I consider yard management software functionality to reside at the intersection of transportation management systems (TMS) and warehouse management systems (WMS). This makes it an important link in the supply chain. I also believe it’s an area where the application of technology can provide substantial efficiency improvements. At the HighJump conference last month, Scott Halvorson of Ashley Furniture discussed his firm’s project for improving efficiency at a large yard in California. I found the company’s application of technology to be both interesting and innovative.
Ashley Furniture operates a warehouse in California with an area of 1.5 million square feet. The yard surrounding this facility is also large, and travel distances around the perimeter of the warehouse can be extensive. The legacy yard management process was to simply assign trailers to a row that could accommodate up to 50 trailers. In addition, carriers were often dropping trailers in the wrong rows and workers were moving trailers without recording the change in what was a manual entry into the HighJump yard management system. The poor level of location accuracy led to poor trailer visibility. Meanwhile, the high travel distances across the yard compounded the inefficiency of trailer moves and other yard operations.
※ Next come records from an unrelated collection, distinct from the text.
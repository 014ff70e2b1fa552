//! Core types for messages, generation settings, streaming, and usage.

pub mod generation;
pub mod message;
pub mod stream;
pub mod usage;

pub use generation::{FinishReason, GenerationSettings};
pub use message::{AgentToolCall, AgentToolResult, ContentPart, ModelMessage, Role};
pub use stream::{StreamEventType, StreamResult, TextStreamDelta};
pub use usage::{normalize, Usage, UsagePayload};
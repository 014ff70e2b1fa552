//! Per-run telemetry records.
//!
//! The CSV row schema here is an interface consumed by an external writer;
//! this module defines the header, the record shape, and an escaping row
//! serializer, and nothing else.

use chrono::{DateTime, Utc};
use serde::{Deserialize, Serialize};
use strum::{Display, EnumString};

use crate::types::StreamResult;

/// CSV header, in the exact column order external consumers expect.
pub const CSV_HEADER: &str = "ts,agent_name,model,prompt_tokens,completion_tokens,total_tokens,\
latency_ms,cost_usd,experiment_id,task_label,run_notes,streaming,model_list_source,\
tool_web_enabled,web_status,aborted";

/// Outcome of web-tool access during a run.
#[derive(Debug, Clone, Copy, PartialEq, Eq, Serialize, Deserialize, Display, EnumString)]
#[serde(rename_all = "lowercase")]
#[strum(serialize_all = "lowercase")]
pub enum WebStatus {
    /// Web tool was not enabled for this run.
    Off,
    /// Web tool was enabled and all fetches succeeded or were unused.
    Ok,
    /// At least one fetch was refused by the allow-list.
    Blocked,
}

/// One telemetry row for one executed turn.
#[derive(Debug, Clone, Serialize, Deserialize)]
pub struct RunRecord {
    pub ts: DateTime<Utc>,
    pub agent_name: String,
    pub model: String,
    pub prompt_tokens: Option<u64>,
    pub completion_tokens: Option<u64>,
    pub total_tokens: Option<u64>,
    pub latency_ms: u64,
    pub cost_usd: Option<f64>,
    pub experiment_id: String,
    pub task_label: String,
    pub run_notes: String,
    pub streaming: bool,
    pub model_list_source: String,
    pub tool_web_enabled: bool,
    pub web_status: WebStatus,
    pub aborted: bool,
}

impl RunRecord {
    /// Build a record from a streamed turn's result.
    ///
    /// Token counts are read from the normalized usage mapping when present;
    /// `aborted` is taken literally from the result.
    pub fn from_stream_result(
        agent_name: impl Into<String>,
        model: impl Into<String>,
        result: &StreamResult,
    ) -> Self {
        let token = |key: &str| {
            result
                .usage
                .as_ref()
                .and_then(|u| u.get(key))
                .and_then(|v| v.as_u64())
        };
        Self {
            ts: Utc::now(),
            agent_name: agent_name.into(),
            model: model.into(),
            prompt_tokens: token("input_tokens"),
            completion_tokens: token("output_tokens"),
            total_tokens: token("total_tokens"),
            latency_ms: result.latency_ms,
            cost_usd: None,
            experiment_id: String::new(),
            task_label: String::new(),
            run_notes: String::new(),
            streaming: true,
            model_list_source: String::new(),
            tool_web_enabled: false,
            web_status: WebStatus::Off,
            aborted: result.aborted,
        }
    }

    /// Serialize to one CSV row matching [`CSV_HEADER`]'s column order.
    pub fn to_row(&self) -> String {
        let fields = [
            self.ts.to_rfc3339(),
            self.agent_name.clone(),
            self.model.clone(),
            opt_u64(self.prompt_tokens),
            opt_u64(self.completion_tokens),
            opt_u64(self.total_tokens),
            self.latency_ms.to_string(),
            self.cost_usd.map(|c| c.to_string()).unwrap_or_default(),
            self.experiment_id.clone(),
            self.task_label.clone(),
            self.run_notes.clone(),
            self.streaming.to_string(),
            self.model_list_source.clone(),
            self.tool_web_enabled.to_string(),
            self.web_status.to_string(),
            self.aborted.to_string(),
        ];
        fields
            .iter()
            .map(|f| escape_field(f))
            .collect::<Vec<_>>()
            .join(",")
    }
}

/// Quote a field when it contains a comma, quote, or newline; double any
/// embedded quotes.
fn escape_field(field: &str) -> String {
    if field.contains(',') || field.contains('"') || field.contains('\n') {
        format!("\"{}\"", field.replace('"', "\"\""))
    } else {
        field.to_string()
    }
}

fn opt_u64(v: Option<u64>) -> String {
    v.map(|n| n.to_string()).unwrap_or_default()
}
To improve upon its yard processes, Ashley Furniture leveraged its HighJump labor management application, AutoCad, RFID, and GPS technologies. They used AutoCad to map the yard, and creatively applied the labor management X,Y coordinate system and travel path engine to determine yard move distances. When it came to RFID, the yard didn’t include many physical or electronic location markers and it was considered impractical to deploy them. Without this as an option, Ashley Furniture needed to deploy an RF system without stationary reference points (both the trailers and the tractor being mobile objects). During yard check-in, RFID tags were attached to trailers and the information was recorded in the HighJump system. The yard management tractors were equipped with antennas that recorded the presence of the stationary trailers as the tractor traversed the yard throughout the day (In most RFID applications of which I am aware, the antenna is stationary and an RFID reading indicates the tag’s presence near the antenna). This enhancement alone improved upon trailer inventory visibility in the yard by verifying trailer presence. To increase location accuracy, Ashley supplemented the row locations in the yard management software with slot numbers. What in the past was “trailer 123 stored in row T” was refined to “trailer 123 stored in row T, slot 5.” To automatically verify trailer (RFID) location, Ashley Furniture augmented the RFID system with GPS. This incorporated location proximity to the RFID reads. These enhancements enabled yard workers to more accurately locate trailers of interest. To add further process efficiency, the company used the increased location visibility to assign yard moves in proximity to the last location of the yard truck.
I believe Ashley Furniture’s yard system is an good example of creatively applying technology to cost-effectively improve inefficient business processes.